* _Available records_:

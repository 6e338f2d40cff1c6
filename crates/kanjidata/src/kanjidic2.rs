//! Models the parts of the KANJIDIC2 file that are needed for study sheets.
//! See <https://www.edrdg.org/wiki/index.php/KANJIDIC_Project>
//!
//! Elements and attributes that are not modeled here (header, codepoints, radicals, nanori...)
//! are skipped during deserialization.

use serde::Deserialize;
use std::io::Read;

#[derive(Debug, Clone, Deserialize)]
pub struct Kanjidic2 {
    #[serde(default)]
    pub character: Vec<Character>,
}

impl Kanjidic2 {
    pub fn from_reader<R: Read>(r: R) -> eyre::Result<Self> {
        let kd2 = serde_xml_rs::from_reader(r)?;
        Ok(kd2)
    }
}

#[derive(Debug, Clone, Deserialize)]
pub struct Character {
    pub literal: String,
    pub reading_meaning: Option<ReadingMeaning>,
}

impl Character {
    /// All readings of the given type (`ja_on`, `ja_kun`, `pinyin`...) in document order.
    pub fn readings<'a>(&'a self, r_type: &'a str) -> impl Iterator<Item = &'a str> {
        self.rmgroups()
            .flat_map(|rmg| &rmg.reading)
            .filter(move |r| r.r_type == r_type)
            .map(|r| r.text.as_str())
    }

    /// English meanings, i.e. the ones without an `m_lang` attribute.
    pub fn english_meanings(&self) -> impl Iterator<Item = &str> {
        self.rmgroups()
            .flat_map(|rmg| &rmg.meaning)
            .filter(|m| m.m_lang.is_none())
            .map(|m| m.text.as_str())
    }

    fn rmgroups(&self) -> impl Iterator<Item = &Rmgroup> {
        self.reading_meaning.iter().flat_map(|rm| &rm.rmgroup)
    }
}

#[derive(Debug, Clone, Deserialize)]
pub struct ReadingMeaning {
    #[serde(default)]
    pub rmgroup: Vec<Rmgroup>,
}

#[derive(Debug, Clone, Deserialize)]
pub struct Rmgroup {
    #[serde(default)]
    pub reading: Vec<Reading>,
    #[serde(default)]
    pub meaning: Vec<Meaning>,
}

#[derive(Debug, Clone, Deserialize)]
pub struct Reading {
    #[serde(rename = "@r_type")]
    pub r_type: String,
    #[serde(rename = "#text")]
    pub text: String,
}

#[derive(Debug, Clone, Deserialize)]
pub struct Meaning {
    #[serde(rename = "@m_lang")]
    pub m_lang: Option<String>,
    #[serde(rename = "#text")]
    pub text: String,
}

#[cfg(test)]
pub(crate) mod test {
    use super::*;

    pub(crate) const SAMPLE: &str = r#"<?xml version="1.0" encoding="UTF-8"?>
<kanjidic2>
<header>
<file_version>4</file_version>
<database_version>2024-123</database_version>
<date_of_creation>2024-05-02</date_of_creation>
</header>
<character>
<literal>食</literal>
<codepoint>
<cp_value cp_type="ucs">98df</cp_value>
</codepoint>
<misc>
<grade>2</grade>
<stroke_count>9</stroke_count>
</misc>
<reading_meaning>
<rmgroup>
<reading r_type="pinyin">shi2</reading>
<reading r_type="ja_on">ショク</reading>
<reading r_type="ja_on">ジキ</reading>
<reading r_type="ja_kun">く.う</reading>
<reading r_type="ja_kun">た.べる</reading>
<meaning>eat</meaning>
<meaning>food</meaning>
<meaning m_lang="fr">manger</meaning>
</rmgroup>
<nanori>け</nanori>
</reading_meaning>
</character>
<character>
<literal>〆</literal>
<codepoint>
<cp_value cp_type="ucs">3006</cp_value>
</codepoint>
<misc>
<stroke_count>2</stroke_count>
</misc>
</character>
</kanjidic2>
"#;

    #[test]
    fn parses_sample() {
        let kd2 = Kanjidic2::from_reader(SAMPLE.as_bytes()).unwrap();
        assert_eq!(kd2.character.len(), 2);

        let eat = &kd2.character[0];
        assert_eq!(eat.literal, "食");
        assert_eq!(
            eat.readings("ja_on").collect::<Vec<_>>(),
            vec!["ショク", "ジキ"]
        );
        assert_eq!(
            eat.readings("ja_kun").collect::<Vec<_>>(),
            vec!["く.う", "た.べる"]
        );
        assert_eq!(
            eat.english_meanings().collect::<Vec<_>>(),
            vec!["eat", "food"]
        );
    }

    #[test]
    fn handles_missing_reading_meaning() {
        let kd2 = Kanjidic2::from_reader(SAMPLE.as_bytes()).unwrap();
        let shime = &kd2.character[1];
        assert_eq!(shime.readings("ja_on").count(), 0);
        assert_eq!(shime.english_meanings().count(), 0);
    }
}
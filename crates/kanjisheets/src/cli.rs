use clap::Parser;
use std::path::PathBuf;

/// Builds kanji study sheets from the lecture lists in `<root>/in`.
#[derive(Parser)]
#[command(author, version, about, long_about)]
pub struct Cli {
    /// The directory containing `in/` and `out/`. Defaults to the current directory.
    #[arg(short, long, env = "KANJISHEETS_ROOT")]
    pub root: Option<PathBuf>,
    /// Fetch KANJIDIC2 again even if a cached copy exists.
    #[arg(long)]
    pub refresh: bool,
}
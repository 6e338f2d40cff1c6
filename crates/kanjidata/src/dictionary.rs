//! The reference dictionary that study sheets are cross-referenced against.

use crate::kanjidic2::{Character, Kanjidic2};
use serde::{Deserialize, Serialize};
use std::collections::BTreeMap;

/// Readings and English meanings of a single kanji.
///
/// The meanings are kept joined the way they appear on a sheet.
/// In the cache file the readings are stored as single space-separated strings.
#[derive(Debug, Clone, PartialEq, Eq, Serialize, Deserialize)]
pub struct KanjiRecord {
    pub kanji: String,
    #[serde(with = "joined::spaces")]
    pub on: Vec<String>,
    #[serde(with = "joined::spaces")]
    pub kun: Vec<String>,
    pub meaning: String,
}

impl KanjiRecord {
    pub fn from_character(character: &Character) -> Self {
        Self {
            kanji: character.literal.clone(),
            on: character.readings("ja_on").map(String::from).collect(),
            kun: character.readings("ja_kun").map(String::from).collect(),
            meaning: character
                .english_meanings()
                .collect::<Vec<_>>()
                .join(", "),
        }
    }
}

/// Maps kanji to their records.
/// Ordered by kanji so that the cache file is stable between runs.
#[derive(Debug, Clone, Default, PartialEq, Eq, Serialize, Deserialize)]
#[serde(transparent)]
pub struct ReferenceDictionary {
    records: BTreeMap<String, KanjiRecord>,
}

impl ReferenceDictionary {
    /// Inserts a record, replacing and returning any earlier record for the same kanji.
    pub fn insert(&mut self, record: KanjiRecord) -> Option<KanjiRecord> {
        self.records.insert(record.kanji.clone(), record)
    }

    pub fn get(&self, kanji: &str) -> Option<&KanjiRecord> {
        self.records.get(kanji)
    }

    pub fn len(&self) -> usize {
        self.records.len()
    }

    pub fn is_empty(&self) -> bool {
        self.records.is_empty()
    }

    pub fn iter(&self) -> impl Iterator<Item = &KanjiRecord> {
        self.records.values()
    }

    pub fn from_kanjidic2(kd2: &Kanjidic2) -> Self {
        let mut dictionary = Self::default();
        for (idx, character) in kd2.character.iter().enumerate() {
            dictionary.insert(KanjiRecord::from_character(character));
            if (idx + 1) % 1000 == 0 {
                tracing::debug!("extracted {} characters", idx + 1);
            }
        }
        tracing::info!(
            "extracted {} characters ({} unique)",
            kd2.character.len(),
            dictionary.len()
        );
        dictionary
    }
}

impl FromIterator<KanjiRecord> for ReferenceDictionary {
    fn from_iter<T: IntoIterator<Item = KanjiRecord>>(iter: T) -> Self {
        let mut dictionary = Self::default();
        for record in iter {
            dictionary.insert(record);
        }
        dictionary
    }
}

/// (De)serializes readings as a single space-separated string.
mod joined {
    pub mod spaces {
        use serde::{Deserialize, Deserializer, Serializer};

        pub fn serialize<S: Serializer>(values: &[String], s: S) -> Result<S::Ok, S::Error> {
            s.serialize_str(&values.join(" "))
        }

        pub fn deserialize<'de, D: Deserializer<'de>>(d: D) -> Result<Vec<String>, D::Error> {
            let joined = String::deserialize(d)?;
            Ok(joined.split_whitespace().map(String::from).collect())
        }
    }
}
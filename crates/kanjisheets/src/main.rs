//! Creates kanji study sheets from the lecture lists in `<root>/in`.

use clap::Parser;
use eyre::WrapErr;
use kanjisheets::{cli::Cli, config::Config};

fn main() -> eyre::Result<()> {
    dotenvy::dotenv().ok();
    tracing_subscriber::fmt::init();
    let cli = Cli::parse();

    let root = match cli.root {
        Some(root) => root,
        None => std::env::current_dir().wrap_err("Failed to get the current directory")?,
    };
    let config = Config::from_root(&root, cli.refresh)?;
    tracing::debug!("{config:#?}");

    kanjisheets::run(&config)
}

* _Exercise objective_:
Scan the lines above, and whenever one holds the string "nanori", copy it.

* _Answer_:
//! Elements and attributes that are not modeled here (header, codepoints, radicals, nanori...)
<nanori>け</nanori>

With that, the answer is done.